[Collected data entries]
# # #

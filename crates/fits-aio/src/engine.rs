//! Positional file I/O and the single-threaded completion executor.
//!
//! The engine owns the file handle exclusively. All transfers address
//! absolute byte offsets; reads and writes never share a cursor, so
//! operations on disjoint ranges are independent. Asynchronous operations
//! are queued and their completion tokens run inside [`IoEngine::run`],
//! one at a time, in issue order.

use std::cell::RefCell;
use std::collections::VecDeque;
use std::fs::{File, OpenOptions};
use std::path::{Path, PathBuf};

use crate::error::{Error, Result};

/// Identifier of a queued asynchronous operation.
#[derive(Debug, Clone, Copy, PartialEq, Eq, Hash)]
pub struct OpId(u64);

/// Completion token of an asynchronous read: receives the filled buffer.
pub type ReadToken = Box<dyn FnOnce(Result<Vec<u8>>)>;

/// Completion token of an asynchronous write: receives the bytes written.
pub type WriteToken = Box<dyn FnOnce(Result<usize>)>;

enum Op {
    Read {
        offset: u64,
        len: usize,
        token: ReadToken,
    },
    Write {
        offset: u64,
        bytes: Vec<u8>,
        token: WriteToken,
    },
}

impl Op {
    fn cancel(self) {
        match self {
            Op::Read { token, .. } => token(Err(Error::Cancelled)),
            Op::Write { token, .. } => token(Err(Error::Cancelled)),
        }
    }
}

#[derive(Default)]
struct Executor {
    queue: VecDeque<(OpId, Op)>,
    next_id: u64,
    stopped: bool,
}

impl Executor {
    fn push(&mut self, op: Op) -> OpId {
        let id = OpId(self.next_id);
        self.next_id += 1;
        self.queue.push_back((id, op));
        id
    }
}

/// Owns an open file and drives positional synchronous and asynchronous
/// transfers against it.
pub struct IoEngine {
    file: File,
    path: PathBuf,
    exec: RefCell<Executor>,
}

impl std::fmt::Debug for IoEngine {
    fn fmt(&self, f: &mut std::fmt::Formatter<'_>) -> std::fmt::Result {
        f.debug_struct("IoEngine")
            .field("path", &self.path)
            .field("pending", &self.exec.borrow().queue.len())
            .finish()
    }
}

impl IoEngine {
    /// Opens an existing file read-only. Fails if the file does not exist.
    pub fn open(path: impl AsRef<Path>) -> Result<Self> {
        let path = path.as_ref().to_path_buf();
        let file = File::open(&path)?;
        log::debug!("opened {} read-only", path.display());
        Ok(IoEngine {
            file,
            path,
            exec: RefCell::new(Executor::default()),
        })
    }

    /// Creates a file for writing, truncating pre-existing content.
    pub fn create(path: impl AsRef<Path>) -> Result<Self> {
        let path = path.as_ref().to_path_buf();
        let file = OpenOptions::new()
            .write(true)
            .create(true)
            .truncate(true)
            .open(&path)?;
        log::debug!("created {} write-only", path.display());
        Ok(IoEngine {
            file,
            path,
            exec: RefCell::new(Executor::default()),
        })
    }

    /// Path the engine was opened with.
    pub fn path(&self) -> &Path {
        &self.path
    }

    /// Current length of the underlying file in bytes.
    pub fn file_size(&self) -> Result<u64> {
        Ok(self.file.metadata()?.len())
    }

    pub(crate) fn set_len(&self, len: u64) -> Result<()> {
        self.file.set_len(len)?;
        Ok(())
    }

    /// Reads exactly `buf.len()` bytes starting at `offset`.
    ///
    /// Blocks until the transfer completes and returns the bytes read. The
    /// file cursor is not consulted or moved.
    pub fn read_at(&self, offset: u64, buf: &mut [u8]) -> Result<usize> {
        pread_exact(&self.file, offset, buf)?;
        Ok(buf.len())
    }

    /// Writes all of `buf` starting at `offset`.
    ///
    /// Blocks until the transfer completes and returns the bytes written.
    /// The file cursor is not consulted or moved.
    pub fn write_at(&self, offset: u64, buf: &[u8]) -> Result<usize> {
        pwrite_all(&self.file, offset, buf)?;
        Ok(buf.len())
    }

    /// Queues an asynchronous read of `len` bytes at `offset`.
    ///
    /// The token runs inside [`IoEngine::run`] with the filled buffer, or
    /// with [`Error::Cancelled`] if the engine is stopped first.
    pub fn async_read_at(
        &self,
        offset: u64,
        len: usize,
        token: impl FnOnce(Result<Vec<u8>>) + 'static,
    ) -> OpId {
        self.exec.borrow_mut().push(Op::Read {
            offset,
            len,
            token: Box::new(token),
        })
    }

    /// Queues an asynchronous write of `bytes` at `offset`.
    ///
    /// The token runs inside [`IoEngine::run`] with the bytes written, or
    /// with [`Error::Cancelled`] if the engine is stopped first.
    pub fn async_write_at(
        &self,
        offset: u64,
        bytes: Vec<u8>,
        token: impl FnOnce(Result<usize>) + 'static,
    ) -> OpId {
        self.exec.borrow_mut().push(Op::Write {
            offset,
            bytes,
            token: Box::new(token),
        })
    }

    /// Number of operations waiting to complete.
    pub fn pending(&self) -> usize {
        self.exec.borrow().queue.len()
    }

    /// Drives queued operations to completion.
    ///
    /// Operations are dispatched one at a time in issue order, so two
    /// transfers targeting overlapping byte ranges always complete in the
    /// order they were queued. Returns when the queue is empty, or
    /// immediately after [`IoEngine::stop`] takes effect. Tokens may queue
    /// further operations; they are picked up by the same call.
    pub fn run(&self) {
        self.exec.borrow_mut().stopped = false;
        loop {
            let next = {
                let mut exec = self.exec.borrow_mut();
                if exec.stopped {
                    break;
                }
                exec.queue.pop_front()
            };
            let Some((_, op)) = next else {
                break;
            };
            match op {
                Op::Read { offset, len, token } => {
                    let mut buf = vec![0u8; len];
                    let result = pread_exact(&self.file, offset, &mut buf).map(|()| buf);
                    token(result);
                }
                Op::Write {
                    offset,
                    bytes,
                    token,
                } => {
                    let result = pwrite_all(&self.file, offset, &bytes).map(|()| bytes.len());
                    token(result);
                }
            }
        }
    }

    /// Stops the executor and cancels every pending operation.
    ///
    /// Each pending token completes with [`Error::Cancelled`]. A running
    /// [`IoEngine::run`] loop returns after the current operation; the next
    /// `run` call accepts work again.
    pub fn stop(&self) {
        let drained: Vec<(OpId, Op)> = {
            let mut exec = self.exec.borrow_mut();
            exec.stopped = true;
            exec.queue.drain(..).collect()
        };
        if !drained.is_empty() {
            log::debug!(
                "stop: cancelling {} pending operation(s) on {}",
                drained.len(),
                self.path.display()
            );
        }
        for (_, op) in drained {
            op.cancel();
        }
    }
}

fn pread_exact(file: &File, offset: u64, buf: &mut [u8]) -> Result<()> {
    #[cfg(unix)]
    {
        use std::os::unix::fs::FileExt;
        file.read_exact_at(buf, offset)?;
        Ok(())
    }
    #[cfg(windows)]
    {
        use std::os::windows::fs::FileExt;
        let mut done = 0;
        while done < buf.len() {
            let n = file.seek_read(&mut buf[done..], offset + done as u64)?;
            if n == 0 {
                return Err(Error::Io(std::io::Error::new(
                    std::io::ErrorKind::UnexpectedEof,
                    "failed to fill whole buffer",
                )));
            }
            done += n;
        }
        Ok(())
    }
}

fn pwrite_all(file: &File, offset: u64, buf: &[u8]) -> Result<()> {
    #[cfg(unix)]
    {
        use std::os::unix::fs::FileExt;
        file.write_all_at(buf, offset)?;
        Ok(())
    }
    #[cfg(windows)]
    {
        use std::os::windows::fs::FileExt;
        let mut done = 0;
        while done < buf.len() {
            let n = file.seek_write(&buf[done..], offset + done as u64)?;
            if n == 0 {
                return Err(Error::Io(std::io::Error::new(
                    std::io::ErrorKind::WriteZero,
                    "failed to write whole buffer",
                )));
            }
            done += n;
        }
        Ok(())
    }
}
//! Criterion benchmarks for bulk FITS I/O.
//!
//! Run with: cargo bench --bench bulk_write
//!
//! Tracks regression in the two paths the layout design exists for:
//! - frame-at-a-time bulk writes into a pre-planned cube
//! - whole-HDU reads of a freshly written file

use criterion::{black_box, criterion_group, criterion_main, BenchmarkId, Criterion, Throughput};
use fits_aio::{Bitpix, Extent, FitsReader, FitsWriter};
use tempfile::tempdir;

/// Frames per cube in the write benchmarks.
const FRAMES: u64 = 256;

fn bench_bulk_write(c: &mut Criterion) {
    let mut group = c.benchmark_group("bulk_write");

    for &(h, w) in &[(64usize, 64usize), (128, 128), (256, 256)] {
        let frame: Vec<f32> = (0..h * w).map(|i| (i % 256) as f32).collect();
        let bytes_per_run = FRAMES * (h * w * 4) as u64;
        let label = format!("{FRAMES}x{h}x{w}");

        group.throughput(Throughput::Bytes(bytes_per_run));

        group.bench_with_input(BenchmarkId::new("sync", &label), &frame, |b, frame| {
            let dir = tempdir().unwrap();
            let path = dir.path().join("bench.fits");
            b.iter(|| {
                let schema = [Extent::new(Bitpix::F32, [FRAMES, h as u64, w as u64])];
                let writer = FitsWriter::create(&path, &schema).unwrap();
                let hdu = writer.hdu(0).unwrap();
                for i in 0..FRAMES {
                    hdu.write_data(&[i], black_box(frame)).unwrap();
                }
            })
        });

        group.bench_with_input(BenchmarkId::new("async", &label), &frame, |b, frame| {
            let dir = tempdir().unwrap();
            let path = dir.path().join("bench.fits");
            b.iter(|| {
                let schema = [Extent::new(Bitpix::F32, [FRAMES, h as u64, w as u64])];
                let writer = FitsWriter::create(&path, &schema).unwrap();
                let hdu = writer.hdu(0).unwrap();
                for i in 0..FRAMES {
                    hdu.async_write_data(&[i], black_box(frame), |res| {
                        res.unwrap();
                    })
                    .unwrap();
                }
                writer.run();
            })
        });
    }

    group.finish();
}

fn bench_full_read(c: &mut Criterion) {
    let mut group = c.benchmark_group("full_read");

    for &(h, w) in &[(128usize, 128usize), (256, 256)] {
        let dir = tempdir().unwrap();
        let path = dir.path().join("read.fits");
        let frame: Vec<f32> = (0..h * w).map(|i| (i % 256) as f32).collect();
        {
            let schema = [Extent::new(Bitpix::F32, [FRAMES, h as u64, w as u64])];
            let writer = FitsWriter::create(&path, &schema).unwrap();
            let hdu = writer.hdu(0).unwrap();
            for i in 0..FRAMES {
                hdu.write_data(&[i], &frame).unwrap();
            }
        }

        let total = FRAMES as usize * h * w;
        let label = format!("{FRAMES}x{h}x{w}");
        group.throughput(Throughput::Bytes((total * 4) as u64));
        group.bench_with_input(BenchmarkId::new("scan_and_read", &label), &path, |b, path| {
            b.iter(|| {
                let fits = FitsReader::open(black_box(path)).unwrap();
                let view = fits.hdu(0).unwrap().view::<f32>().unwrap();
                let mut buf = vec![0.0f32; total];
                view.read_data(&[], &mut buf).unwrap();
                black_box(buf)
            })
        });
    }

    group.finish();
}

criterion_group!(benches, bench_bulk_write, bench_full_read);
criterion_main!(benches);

# # #

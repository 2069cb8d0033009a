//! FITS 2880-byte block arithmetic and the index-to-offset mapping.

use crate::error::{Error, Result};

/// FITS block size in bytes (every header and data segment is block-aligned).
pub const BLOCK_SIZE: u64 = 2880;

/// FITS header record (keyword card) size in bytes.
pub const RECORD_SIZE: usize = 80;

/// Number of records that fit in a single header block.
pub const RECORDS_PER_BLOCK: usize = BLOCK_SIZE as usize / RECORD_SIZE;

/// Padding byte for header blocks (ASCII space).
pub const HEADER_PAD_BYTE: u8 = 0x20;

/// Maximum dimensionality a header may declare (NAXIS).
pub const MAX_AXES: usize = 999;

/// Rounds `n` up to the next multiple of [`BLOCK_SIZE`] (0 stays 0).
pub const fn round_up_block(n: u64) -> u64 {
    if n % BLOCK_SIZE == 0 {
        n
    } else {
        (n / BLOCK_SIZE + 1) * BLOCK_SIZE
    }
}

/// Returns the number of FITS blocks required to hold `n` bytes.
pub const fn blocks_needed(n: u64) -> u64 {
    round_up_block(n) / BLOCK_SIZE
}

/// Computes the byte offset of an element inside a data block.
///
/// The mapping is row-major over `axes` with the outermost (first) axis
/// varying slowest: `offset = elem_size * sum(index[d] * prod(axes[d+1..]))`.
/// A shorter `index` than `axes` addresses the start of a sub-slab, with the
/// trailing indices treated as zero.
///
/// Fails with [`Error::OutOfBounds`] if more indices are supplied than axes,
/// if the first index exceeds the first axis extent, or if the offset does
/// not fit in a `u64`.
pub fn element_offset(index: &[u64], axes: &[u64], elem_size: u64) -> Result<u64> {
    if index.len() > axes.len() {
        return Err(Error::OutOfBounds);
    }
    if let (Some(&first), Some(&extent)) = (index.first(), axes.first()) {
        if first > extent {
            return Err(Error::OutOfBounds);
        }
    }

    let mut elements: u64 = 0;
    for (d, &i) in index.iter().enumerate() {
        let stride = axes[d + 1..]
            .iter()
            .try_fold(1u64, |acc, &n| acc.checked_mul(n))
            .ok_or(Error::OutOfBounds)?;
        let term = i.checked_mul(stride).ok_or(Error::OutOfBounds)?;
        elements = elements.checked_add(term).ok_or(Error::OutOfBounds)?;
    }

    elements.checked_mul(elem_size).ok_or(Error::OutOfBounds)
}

# # #

## WORK ORDER
Single out each line of the records above with the string "until" in it, and copy it.

## EXERCISE RESPONSE
    /// Blocks until the transfer completes and returns the bytes read. The
    /// Blocks until the transfer completes and returns the bytes written.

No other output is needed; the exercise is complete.